To promote use of highly managed VMs, Microsoft offers the Enrolment for Core Infrastructure (ECI). The three suites available under this program provide discounted licenses for Windows Server, System Center management licenses, and Forefront antimalware protection. However, the ECI creates some dangerous exceptions to normal licensing rules that could foul up efforts at effective asset management.
The ECI Standard Suite includes one copy of Windows Server; one ML each for CM, DPM, and OM servers; and Forefront. The ECI Enterprise Suite includes the Enterprise edition of Windows Server and the System Center Server Management Suite Enterprise; and the ECI Datacenter Suite includes the Datacenter edition of Windows Server and the System Center Server Management Suite Datacenter.
The difficulty lies in how the components are licensed: the Standard and Enterprise components are normally licensed per device, but within the ECI they are licensed by processor. Since the actual software is the same in either case, neither asset management software nor an IT professional can tell whether a given instance has been licensed per processor or per device without looking up purchase and management records. As a result, an IT professional who is unfamiliar with the ECI licensing channel might add more VMs than are permitted on a server licensed by the ECI, since the four Enterprise server and management licenses assigned to that machine would normally support many more VMs. That would break the rules under which the product was purchased, even though the product use rights for those licenses normally permit the additional VMs.
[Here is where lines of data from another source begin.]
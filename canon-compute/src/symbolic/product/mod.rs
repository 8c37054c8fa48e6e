//! Products of factors, and their canonicalization.
//!
//! A [`ProductForm`] is an ordered list of [`Factor`]s, each of which either multiplies or divides
//! the product. The order of the factors carries no meaning; a canonical order is only imposed
//! when the product is canonicalized.
//!
//! # Canonical form
//!
//! [`ProductForm::canonicalize`] rewrites a product into one of:
//!
//! - a [`Node::Number`], if every factor folds into a number (this includes products that contain
//!   a zero factor, which collapse to `0`),
//! - a single non-numeric factor, such as `x` or `sin(x)` (a single divisor `x` becomes `x^(-1)`),
//! - a [`Node::Sum`], if the product contained sums and was expanded,
//! - or a canonical [`Node::Product`].
//!
//! In a canonical product, repeated bases are merged into one power (`x*x = x^2`), numeric factors
//! are folded into one coefficient, and the remaining factors are ordered as function calls, then
//! powers, then variables and constants, each group sorted by rendering. The coefficient is stored
//! last, and left out if it is `1`; when rendered, it is printed first (`2*x`).
//!
//! ```
//! use canon_compute::symbolic::{Node, ProductForm};
//!
//! let product = ProductForm::from_iter([
//!     Node::literal("x"),
//!     Node::int(3),
//!     Node::pow(Node::literal("x"), Node::int(2)),
//! ]);
//! assert_eq!(product.canonicalize().unwrap().to_string(), "3*x^3");
//! ```
//!
//! The phases of canonicalization are implemented in the submodules of this module, and
//! orchestrated by the `canonical` submodule.

mod canonical;
mod classify;
mod coefficient;
mod distribute;
mod power;

use canon_error::Error;
use crate::symbolic::{
    canonicalize::step::Step,
    node::{number::Number, write_operand, Node, Precedence},
    options::Options,
    step_collector::StepCollector,
};
use rug::Integer;
use std::{collections::BTreeSet, fmt, ops::Range};

#[cfg(feature = "serde")]
use serde::{Deserialize, Serialize};

/// A factor of a [`ProductForm`].
#[derive(Debug, Clone, PartialEq)]
#[cfg_attr(feature = "serde", derive(Serialize, Deserialize))]
pub struct Factor {
    pub value: Node,

    /// If true, the product is divided by this factor instead of multiplied by it.
    pub inverted: bool,
}

impl Factor {
    /// A factor that multiplies the product.
    pub fn new(value: Node) -> Self {
        Self { value, inverted: false }
    }

    /// A factor that divides the product.
    pub fn inverted(value: Node) -> Self {
        Self { value, inverted: true }
    }
}

/// An ordered list of factors that are multiplied or divided together.
#[derive(Debug, Clone, Default, PartialEq)]
#[cfg_attr(feature = "serde", derive(Serialize, Deserialize))]
pub struct ProductForm {
    factors: Vec<Factor>,
}

impl ProductForm {
    /// Creates an empty product.
    pub fn new() -> Self {
        Self::default()
    }

    /// Creates a product from a node. The factors of a product node are copied in; any other node
    /// becomes the only factor.
    pub fn from_node(node: Node) -> Self {
        let mut product = Self::new();
        product.add_factor(Factor::new(node));
        product
    }

    /// Adds a factor to the product.
    ///
    /// If the value of the factor is itself a product, its factors are added instead, with their
    /// inversion flipped if the factor is inverted.
    pub fn add_factor(&mut self, factor: Factor) {
        match factor.value {
            Node::Product(product) => {
                for inner in product.factors {
                    self.add_factor(Factor {
                        inverted: inner.inverted ^ factor.inverted,
                        ..inner
                    });
                }
            },
            value => self.factors.push(Factor { value, inverted: factor.inverted }),
        }
    }

    /// Returns the factors of the product.
    pub fn factors(&self) -> &[Factor] {
        &self.factors
    }

    /// Consumes the product, returning its factors.
    pub fn into_factors(self) -> Vec<Factor> {
        self.factors
    }

    pub fn len(&self) -> usize {
        self.factors.len()
    }

    pub fn is_empty(&self) -> bool {
        self.factors.is_empty()
    }

    /// Returns a flattened copy of the product.
    ///
    /// Nested products are spliced into the result at any depth, including products wrapped in a
    /// sum with a single, non-subtracted term. The result contains no factor whose value is a
    /// product.
    pub fn compress(&self) -> ProductForm {
        let mut result = Self::new();
        for factor in &self.factors {
            result.add_compressed(factor.clone());
        }
        result
    }

    fn add_compressed(&mut self, factor: Factor) {
        match unwrap_single_term(factor.value) {
            Node::Product(product) => {
                for inner in product.factors {
                    self.add_compressed(Factor {
                        inverted: inner.inverted ^ factor.inverted,
                        ..inner
                    });
                }
            },
            value => self.factors.push(Factor { value, inverted: factor.inverted }),
        }
    }

    /// Canonicalizes the product with the default options.
    pub fn canonicalize(&self) -> Result<Node, Error> {
        self.canonicalize_with(&Options::default(), &mut ())
    }

    /// Canonicalizes the product, pushing the steps taken into `steps`.
    ///
    /// See the [module-level documentation](self) for the shape of the result.
    pub fn canonicalize_with(
        &self,
        options: &Options,
        steps: &mut dyn StepCollector<Step>,
    ) -> Result<Node, Error> {
        canonical::canonicalize_product(self, options, steps)
    }

    /// Returns the distinct variables used in the product, in sorted order.
    pub fn variables(&self) -> Vec<String> {
        self.factors.iter()
            .flat_map(|factor| factor.value.variables())
            .collect::<BTreeSet<_>>()
            .into_iter()
            .collect()
    }

    /// Returns the largest positive integer exponent among the power factors of the product, or
    /// zero if there is none.
    pub fn max_integer_power(&self) -> Integer {
        self.factors.iter()
            .filter_map(|factor| factor.value.as_power())
            .filter_map(|(_, exp)| exp.as_number()?.as_integer())
            .fold(Integer::new(), |max, exp| if *exp > max { exp.clone() } else { max })
    }

    /// Returns the numeric coefficient of the product if it contains a power factor whose exponent
    /// is `exp`. If `exp` is `1`, a bare variable factor also matches.
    ///
    /// For a canonical product such as `3*x^2`, this is the coefficient of the `x^2` term.
    pub fn power_coefficient(&self, exp: &Number) -> Option<Number> {
        let matches = self.factors.iter().any(|factor| match &factor.value {
            Node::Literal(_) => exp.is_one(),
            value => value.as_power()
                .and_then(|(_, e)| e.as_number())
                .map_or(false, |e| e == exp),
        });

        matches.then(|| self.coefficient().cloned().unwrap_or_else(Number::one))
    }

    /// Returns the first numeric factor of the product that multiplies it.
    fn coefficient(&self) -> Option<&Number> {
        self.factors.iter()
            .filter(|factor| !factor.inverted)
            .find_map(|factor| factor.value.as_number())
    }

    /// Converts the product into a node without canonicalizing it. An empty product becomes `1`,
    /// and a product with one factor becomes that factor (`x^(-1)` if it is inverted).
    pub(crate) fn into_node(mut self) -> Node {
        match self.factors.len() {
            0 => Node::int(1),
            1 => {
                let factor = self.factors.remove(0);
                if factor.inverted {
                    Node::pow(factor.value, Node::int(-1))
                } else {
                    factor.value
                }
            },
            _ => Node::Product(self),
        }
    }

    /// Renders the product, returning the rendering and the span of each factor within it, in
    /// the order the factors are stored.
    ///
    /// Numeric factors that multiply the product are rendered first. A leading `-1` that is
    /// followed by another multiplying factor is rendered as a minus sign.
    pub(crate) fn render(&self) -> Result<(String, Vec<Range<usize>>), fmt::Error> {
        if self.factors.is_empty() {
            return Ok(("1".to_string(), Vec::new()));
        }

        let is_coefficient = |factor: &Factor| !factor.inverted && factor.value.as_number().is_some();
        let order = (0..self.factors.len())
            .filter(|&i| is_coefficient(&self.factors[i]))
            .chain((0..self.factors.len()).filter(|&i| !is_coefficient(&self.factors[i])))
            .collect::<Vec<_>>();

        let mut out = String::new();
        let mut spans = vec![0..0; self.factors.len()];
        let mut joined = false;
        for (pos, &i) in order.iter().enumerate() {
            let factor = &self.factors[i];

            if pos == 0 && is_minus_one(factor) {
                let followed = order.get(1).map_or(false, |&next| !self.factors[next].inverted);
                if followed {
                    out.push('-');
                    spans[i] = 0..1;
                    continue;
                }
            }

            if factor.inverted {
                out.push_str(if joined { "/" } else { "1/" });
            } else if joined {
                out.push('*');
            }

            let precedence = factor.value.precedence();
            let parens = precedence <= Precedence::Sum
                || (factor.inverted && precedence <= Precedence::Product)
                || (!out.is_empty() && factor.value.is_signed());
            let start = out.len();
            write_operand(&mut out, &factor.value, parens)?;
            spans[i] = start..out.len();
            joined = true;
        }

        Ok((out, spans))
    }
}

/// Returns true if the factor multiplies the product by exactly `-1`.
fn is_minus_one(factor: &Factor) -> bool {
    match (&factor.value, factor.inverted) {
        (Node::Number(n), false) => n.is_exact() && n.is_negative() && n.abs().is_one(),
        _ => false,
    }
}

/// Unwraps sums with a single, non-subtracted term into that term.
fn unwrap_single_term(mut node: Node) -> Node {
    loop {
        match node {
            Node::Sum(sum) if sum.len() == 1 && !sum.terms()[0].subtracted => {
                node = sum.into_terms().remove(0).value;
            },
            node => return node,
        }
    }
}

impl FromIterator<Factor> for ProductForm {
    fn from_iter<I: IntoIterator<Item = Factor>>(iter: I) -> Self {
        let mut product = Self::new();
        for factor in iter {
            product.add_factor(factor);
        }
        product
    }
}

impl FromIterator<Node> for ProductForm {
    fn from_iter<I: IntoIterator<Item = Node>>(iter: I) -> Self {
        iter.into_iter().map(Factor::new).collect()
    }
}

impl fmt::Display for ProductForm {
    fn fmt(&self, f: &mut fmt::Formatter<'_>) -> fmt::Result {
        let (rendered, _) = self.render()?;
        f.write_str(&rendered)
    }
}

#[cfg(test)]
mod tests {
    use crate::symbolic::sum::SumForm;
    use pretty_assertions::assert_eq;
    use super::*;

    fn lit(name: &str) -> Node {
        Node::literal(name)
    }

    #[test]
    fn add_factor_splices_products() {
        let mut product = ProductForm::from_node(lit("a"));
        product.add_factor(Factor::inverted(Node::quotient(lit("b"), lit("c"))));
        assert_eq!(product.factors(), &[
            Factor::new(lit("a")),
            Factor::inverted(lit("b")),
            Factor::new(lit("c")),
        ]);
    }

    #[test]
    fn compress_unwraps_single_term_sums() {
        let wrapped = Node::Sum(SumForm::from_iter([Node::product([lit("b"), lit("c")])]));
        let product = ProductForm::from_iter([Factor::new(lit("a")), Factor::inverted(wrapped)]);
        assert_eq!(product.len(), 2);

        let compressed = product.compress();
        assert_eq!(compressed.factors(), &[
            Factor::new(lit("a")),
            Factor::inverted(lit("b")),
            Factor::inverted(lit("c")),
        ]);
    }

    #[test]
    fn render_puts_coefficient_first() {
        let product = ProductForm::from_iter([lit("x"), Node::int(2)]);
        assert_eq!(product.to_string(), "2*x");

        let product = ProductForm::from_iter([lit("x"), Node::int(-1)]);
        assert_eq!(product.to_string(), "-x");

        let product = ProductForm::from_iter([Factor::inverted(lit("x")), Factor::new(Node::int(-1))]);
        assert_eq!(product.to_string(), "-1/x");
    }

    #[test]
    fn render_divisors() {
        let product = ProductForm::from_iter([
            Factor::inverted(Node::sum([lit("a"), lit("b")])),
            Factor::new(lit("c")),
            Factor::inverted(Node::frac(1, 2)),
        ]);
        let (rendered, spans) = product.render().unwrap();
        assert_eq!(rendered, "1/(a+b)*c/(1/2)");
        assert_eq!(spans, vec![2..7, 8..9, 10..15]);
    }

    #[test]
    fn render_signed_factors() {
        let product = ProductForm::from_iter([lit("a"), Node::int(-2), Node::int(-3)]);
        assert_eq!(product.to_string(), "-2*(-3)*a");
    }

    #[test]
    fn variables() {
        let product = ProductForm::from_iter([
            lit("y"),
            Node::pow(lit("x"), lit("n")),
            Node::call("f", vec![lit("y")]),
        ]);
        assert_eq!(product.variables(), vec!["n", "x", "y"]);
    }

    #[test]
    fn max_integer_power() {
        let product = ProductForm::from_iter([
            Node::pow(lit("x"), Node::int(3)),
            Node::pow(lit("y"), Node::int(5)),
            Node::pow(lit("z"), Node::frac(7, 2)),
        ]);
        assert_eq!(product.max_integer_power(), 5);
        assert_eq!(ProductForm::from_node(lit("x")).max_integer_power(), 0);
    }

    #[test]
    fn power_coefficient() {
        let product = ProductForm::from_iter([Node::pow(lit("x"), Node::int(2)), Node::int(3)]);
        assert_eq!(product.power_coefficient(&Number::int(2)), Some(Number::int(3)));
        assert_eq!(product.power_coefficient(&Number::int(3)), None);

        let product = ProductForm::from_node(lit("x"));
        assert_eq!(product.power_coefficient(&Number::one()), Some(Number::one()));
    }
}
Typically, IT professionals are hired for their technical knowledge, and procurement professionals are hired for their business skills. Neither group is likely to have the depth of licensing and operational expertise that can guide them safely through the shoals of software licensing. Furthermore, operational responsibility in IT organizations is often distributed among many people (to cover 24×7 operations in a data center or help desk, for example), and operational decisions are often made at a relatively low level of the IT organization.
The many undiscoverable and unmanageable attributes of IT assets limit the utility of automated management systems and puts the onus for compliance on people and organizations. Some level of licensing expertise must be an input for both long-range and daily IT decision making. Organizations should ensure, at a minimum, that individuals with a distinct technical role – a SQL Server or an Exchange administrator, for example – are not only intimately familiar with the rules that govern those products, but also stay up to date as the rules, licenses, and delivery channels change.
IT organizations should also insist that solution developers, whether internal staff or external contractors, keep asset management and licensing issues in mind from the very beginning of the design stage; their choices can have a dramatic impact on license manageability and costs.
Finally, organizations as a whole should push back on their software vendors. Most, like Microsoft, don’t license their own software and make no effort to manage their internal-use licenses. As a result, their awareness of asset management issues is negligible, and ease of asset management plays little or no role in product development, channel management, and licensing.
This environment is not likely to change until customers give asset management a higher profile. Only when vendors see customers adding asset management costs to decisions like “buy or wait,” “Windows or Linux,” “VMware or Hyper-V,” or “Dell or HP,” are vendors likely to change their ways.